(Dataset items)
//! Ramp page event wiring and animation loop

use std::cell::RefCell;
use std::rc::Rc;

use wasm_bindgen::JsCast;
use web_sys::{Event, HtmlInputElement};

use super::dom;
use crate::renderer::ramp_view;
use crate::settings::Settings;
use crate::sim::{RampEvent, RampPhase, RampSim, format_timer};

/// Longest frame step fed to the sim (seconds)
const MAX_FRAME_DT: f64 = 0.1;

struct RampApp {
    sim: RampSim,
    height_cm: f64,
    distance_cm: f64,
    last_time: Option<f64>,
    /// Bumped on every start/reset so stale frames stop themselves
    run_id: u64,
    running: bool,
}

type SharedRamp = Rc<RefCell<RampApp>>;

pub fn attach(settings: &Settings) {
    if dom::by_id("ramp").is_none() && dom::by_id("startBtn").is_none() {
        log::debug!("no ramp on this page");
        return;
    }

    let seed = settings
        .ramp
        .seed
        .unwrap_or_else(|| js_sys::Date::now() as u64);
    let app = Rc::new(RefCell::new(RampApp {
        sim: RampSim::new(&settings.ramp, seed),
        height_cm: settings.ramp.height_cm,
        distance_cm: settings.ramp.gate_distance_cm,
        last_time: None,
        run_id: 0,
        running: false,
    }));

    {
        let mut a = app.borrow_mut();
        if let Some(slider) = dom::input_by_id("heightSlider") {
            slider.set_value(&a.height_cm.to_string());
        }
        if let Some(slider) = dom::input_by_id("distanceSlider") {
            slider.set_value(&a.distance_cm.to_string());
        }
        a.redraw();
    }

    setup_sliders(&app);
    setup_buttons(&app);
    setup_guess_inputs(&app);
    log::info!("ramp lab ready (seed {seed})");
}

impl RampApp {
    fn redraw(&mut self) {
        ramp_view::apply_track(self.sim.track(), self.height_cm, self.distance_cm);
        ramp_view::apply_run(&self.sim);
        ramp_view::set_timer(&format_timer(self.sim.display_reading()));
        self.redraw_trials();
    }

    /// Rebuild the trial table and re-mark any stored guesses
    fn redraw_trials(&mut self) {
        ramp_view::render_trials(self.sim.trials());
        for input in guess_inputs() {
            let value = input.value();
            if value.trim().is_empty() {
                continue;
            }
            if let Some(set) = ramp_view::set_of(&input) {
                let state = self.sim.trials_mut().validate_speed_guess(set, &value);
                ramp_view::show_guess_feedback(&input, state);
            }
        }
    }

    fn stop_loop(&mut self) {
        self.run_id += 1;
        self.running = false;
        self.last_time = None;
    }
}

fn guess_inputs() -> Vec<HtmlInputElement> {
    dom::query_all("#trialTable tbody .speed-guess")
        .into_iter()
        .filter_map(|el| el.dyn_into().ok())
        .collect()
}

fn setup_sliders(app: &SharedRamp) {
    for (id, is_height) in [("heightSlider", true), ("distanceSlider", false)] {
        let Some(slider) = dom::input_by_id(id) else {
            log::debug!("no #{id}");
            continue;
        };
        let app = app.clone();
        let control = slider.clone();
        dom::listen(&slider, "input", move |_event: Event| {
            let Ok(cm) = control.value().trim().parse::<f64>() else {
                return;
            };
            let mut a = app.borrow_mut();
            let changed = if is_height {
                a.height_cm = cm;
                a.sim.set_height_cm(cm)
            } else {
                a.distance_cm = cm;
                a.sim.set_gate_distance_cm(cm)
            };
            if changed {
                a.stop_loop();
                log::debug!("ramp parameters: h={} cm, d={} cm", a.height_cm, a.distance_cm);
            }
            a.redraw();
        });
    }
}

fn setup_buttons(app: &SharedRamp) {
    on_click(app, "startBtn", |app| {
        let run_id = {
            let mut a = app.borrow_mut();
            if !a.sim.start() {
                if a.sim.phase() == RampPhase::Ready {
                    ramp_view::set_status("Raise the ramp first");
                }
                return;
            }
            a.stop_loop();
            a.running = true;
            a.run_id
        };
        request_frame(app.clone(), run_id);
    });

    on_click(app, "resetBtn", |app| {
        let mut a = app.borrow_mut();
        a.stop_loop();
        a.sim.reset();
        a.redraw();
    });

    on_click(app, "recordBtn", |app| {
        let mut a = app.borrow_mut();
        match a.sim.record_trial() {
            Some(trial) => {
                a.redraw_trials();
                let text = match trial.finalized {
                    Some(average) => format!("Set {} complete: average {average:.2} s", trial.set_index),
                    None => format!("Trial {} recorded", trial.trial_number),
                };
                ramp_view::set_status(&text);
            }
            None if matches!(a.sim.phase(), RampPhase::Gate2Triggered | RampPhase::Stopped) => {
                ramp_view::set_status("This run is already recorded");
            }
            None => ramp_view::set_status("Nothing to record yet"),
        }
    });

    on_click(app, "clearTrialsBtn", |app| {
        let mut a = app.borrow_mut();
        a.sim.clear_trials();
        a.redraw_trials();
    });
}

fn on_click(app: &SharedRamp, id: &str, handler: fn(&SharedRamp)) {
    let Some(button) = dom::by_id(id) else {
        log::debug!("no #{id}");
        return;
    };
    let app = app.clone();
    dom::listen(&button, "click", move |_event: Event| handler(&app));
}

fn setup_guess_inputs(app: &SharedRamp) {
    let Some(body) = dom::query("#trialTable tbody") else {
        return;
    };
    for name in ["input", "change"] {
        let app = app.clone();
        dom::listen(&body, name, move |event: Event| {
            let Some(input) = event
                .target()
                .and_then(|t| t.dyn_into::<HtmlInputElement>().ok())
            else {
                return;
            };
            let Some(set) = ramp_view::set_of(&input) else {
                return;
            };
            let state = app
                .borrow_mut()
                .sim
                .trials_mut()
                .validate_speed_guess(set, &input.value());
            ramp_view::show_guess_feedback(&input, state);
        });
    }
}

fn request_frame(app: SharedRamp, run_id: u64) {
    dom::request_frame(move |time| frame(app, run_id, time));
}

fn frame(app: SharedRamp, run_id: u64, time: f64) {
    let keep_going = {
        let mut a = app.borrow_mut();
        if !a.running || a.run_id != run_id {
            return;
        }

        let dt = a
            .last_time
            .map_or(0.0, |last| ((time - last) / 1000.0).min(MAX_FRAME_DT));
        a.last_time = Some(time);

        for event in a.sim.advance(dt) {
            match event {
                RampEvent::Gate1 => log::debug!("gate 1 triggered"),
                RampEvent::Gate2 { reading } => log::info!("gate 2 triggered: {reading:.2} s"),
                RampEvent::Finished => log::debug!("run finished"),
            }
        }

        let reading = a.sim.display_reading();
        ramp_view::set_timer(&format_timer(reading));
        ramp_view::apply_run(&a.sim);

        let finished = a.sim.phase() == RampPhase::Stopped;
        if finished {
            a.running = false;
        }
        !finished
    };

    if keep_going {
        request_frame(app, run_id);
    }
}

**Directions for this task**
Your answer should be the full set of records above, restated exactly.

**Answer space**
//! Ramp page event wiring and animation loop

use std::cell::RefCell;
use std::rc::Rc;

use wasm_bindgen::JsCast;
use web_sys::{Event, HtmlInputElement};

use super::dom;
use crate::renderer::ramp_view;
use crate::settings::Settings;
use crate::sim::{RampEvent, RampPhase, RampSim, format_timer};

/// Longest frame step fed to the sim (seconds)
const MAX_FRAME_DT: f64 = 0.1;

struct RampApp {
    sim: RampSim,
    height_cm: f64,
    distance_cm: f64,
    last_time: Option<f64>,
    /// Bumped on every start/reset so stale frames stop themselves
    run_id: u64,
    running: bool,
}

type SharedRamp = Rc<RefCell<RampApp>>;

pub fn attach(settings: &Settings) {
    if dom::by_id("ramp").is_none() && dom::by_id("startBtn").is_none() {
        log::debug!("no ramp on this page");
        return;
    }

    let seed = settings
        .ramp
        .seed
        .unwrap_or_else(|| js_sys::Date::now() as u64);
    let app = Rc::new(RefCell::new(RampApp {
        sim: RampSim::new(&settings.ramp, seed),
        height_cm: settings.ramp.height_cm,
        distance_cm: settings.ramp.gate_distance_cm,
        last_time: None,
        run_id: 0,
        running: false,
    }));

    {
        let mut a = app.borrow_mut();
        if let Some(slider) = dom::input_by_id("heightSlider") {
            slider.set_value(&a.height_cm.to_string());
        }
        if let Some(slider) = dom::input_by_id("distanceSlider") {
            slider.set_value(&a.distance_cm.to_string());
        }
        a.redraw();
    }

    setup_sliders(&app);
    setup_buttons(&app);
    setup_guess_inputs(&app);
    log::info!("ramp lab ready (seed {seed})");
}

impl RampApp {
    fn redraw(&mut self) {
        ramp_view::apply_track(self.sim.track(), self.height_cm, self.distance_cm);
        ramp_view::apply_run(&self.sim);
        ramp_view::set_timer(&format_timer(self.sim.display_reading()));
        self.redraw_trials();
    }

    /// Rebuild the trial table and re-mark any stored guesses
    fn redraw_trials(&mut self) {
        ramp_view::render_trials(self.sim.trials());
        for input in guess_inputs() {
            let value = input.value();
            if value.trim().is_empty() {
                continue;
            }
            if let Some(set) = ramp_view::set_of(&input) {
                let state = self.sim.trials_mut().validate_speed_guess(set, &value);
                ramp_view::show_guess_feedback(&input, state);
            }
        }
    }

    fn stop_loop(&mut self) {
        self.run_id += 1;
        self.running = false;
        self.last_time = None;
    }
}

fn guess_inputs() -> Vec<HtmlInputElement> {
    dom::query_all("#trialTable tbody .speed-guess")
        .into_iter()
        .filter_map(|el| el.dyn_into().ok())
        .collect()
}

fn setup_sliders(app: &SharedRamp) {
    for (id, is_height) in [("heightSlider", true), ("distanceSlider", false)] {
        let Some(slider) = dom::input_by_id(id) else {
            log::debug!("no #{id}");
            continue;
        };
        let app = app.clone();
        let control = slider.clone();
        dom::listen(&slider, "input", move |_event: Event| {
            let Ok(cm) = control.value().trim().parse::<f64>() else {
                return;
            };
            let mut a = app.borrow_mut();
            let changed = if is_height {
                a.height_cm = cm;
                a.sim.set_height_cm(cm)
            } else {
                a.distance_cm = cm;
                a.sim.set_gate_distance_cm(cm)
            };
            if changed {
                a.stop_loop();
                log::debug!("ramp parameters: h={} cm, d={} cm", a.height_cm, a.distance_cm);
            }
            a.redraw();
        });
    }
}

fn setup_buttons(app: &SharedRamp) {
    on_click(app, "startBtn", |app| {
        let run_id = {
            let mut a = app.borrow_mut();
            if !a.sim.start() {
                if a.sim.phase() == RampPhase::Ready {
                    ramp_view::set_status("Raise the ramp first");
                }
                return;
            }
            a.stop_loop();
            a.running = true;
            a.run_id
        };
        request_frame(app.clone(), run_id);
    });

    on_click(app, "resetBtn", |app| {
        let mut a = app.borrow_mut();
        a.stop_loop();
        a.sim.reset();
        a.redraw();
    });

    on_click(app, "recordBtn", |app| {
        let mut a = app.borrow_mut();
        match a.sim.record_trial() {
            Some(trial) => {
                a.redraw_trials();
                let text = match trial.finalized {
                    Some(average) => format!("Set {} complete: average {average:.2} s", trial.set_index),
                    None => format!("Trial {} recorded", trial.trial_number),
                };
                ramp_view::set_status(&text);
            }
            None if matches!(a.sim.phase(), RampPhase::Gate2Triggered | RampPhase::Stopped) => {
                ramp_view::set_status("This run is already recorded");
            }
            None => ramp_view::set_status("Nothing to record yet"),
        }
    });

    on_click(app, "clearTrialsBtn", |app| {
        let mut a = app.borrow_mut();
        a.sim.clear_trials();
        a.redraw_trials();
    });
}

fn on_click(app: &SharedRamp, id: &str, handler: fn(&SharedRamp)) {
    let Some(button) = dom::by_id(id) else {
        log::debug!("no #{id}");
        return;
    };
    let app = app.clone();
    dom::listen(&button, "click", move |_event: Event| handler(&app));
}

fn setup_guess_inputs(app: &SharedRamp) {
    let Some(body) = dom::query("#trialTable tbody") else {
        return;
    };
    for name in ["input", "change"] {
        let app = app.clone();
        dom::listen(&body, name, move |event: Event| {
            let Some(input) = event
                .target()
                .and_then(|t| t.dyn_into::<HtmlInputElement>().ok())
            else {
                return;
            };
            let Some(set) = ramp_view::set_of(&input) else {
                return;
            };
            let state = app
                .borrow_mut()
                .sim
                .trials_mut()
                .validate_speed_guess(set, &input.value());
            ramp_view::show_guess_feedback(&input, state);
        });
    }
}

fn request_frame(app: SharedRamp, run_id: u64) {
    dom::request_frame(move |time| frame(app, run_id, time));
}

fn frame(app: SharedRamp, run_id: u64, time: f64) {
    let keep_going = {
        let mut a = app.borrow_mut();
        if !a.running || a.run_id != run_id {
            return;
        }

        let dt = a
            .last_time
            .map_or(0.0, |last| ((time - last) / 1000.0).min(MAX_FRAME_DT));
        a.last_time = Some(time);

        for event in a.sim.advance(dt) {
            match event {
                RampEvent::Gate1 => log::debug!("gate 1 triggered"),
                RampEvent::Gate2 { reading } => log::info!("gate 2 triggered: {reading:.2} s"),
                RampEvent::Finished => log::debug!("run finished"),
            }
        }

        let reading = a.sim.display_reading();
        ramp_view::set_timer(&format_timer(reading));
        ramp_view::apply_run(&a.sim);

        let finished = a.sim.phase() == RampPhase::Stopped;
        if finished {
            a.running = false;
        }
        !finished
    };

    if keep_going {
        request_frame(app, run_id);
    }
}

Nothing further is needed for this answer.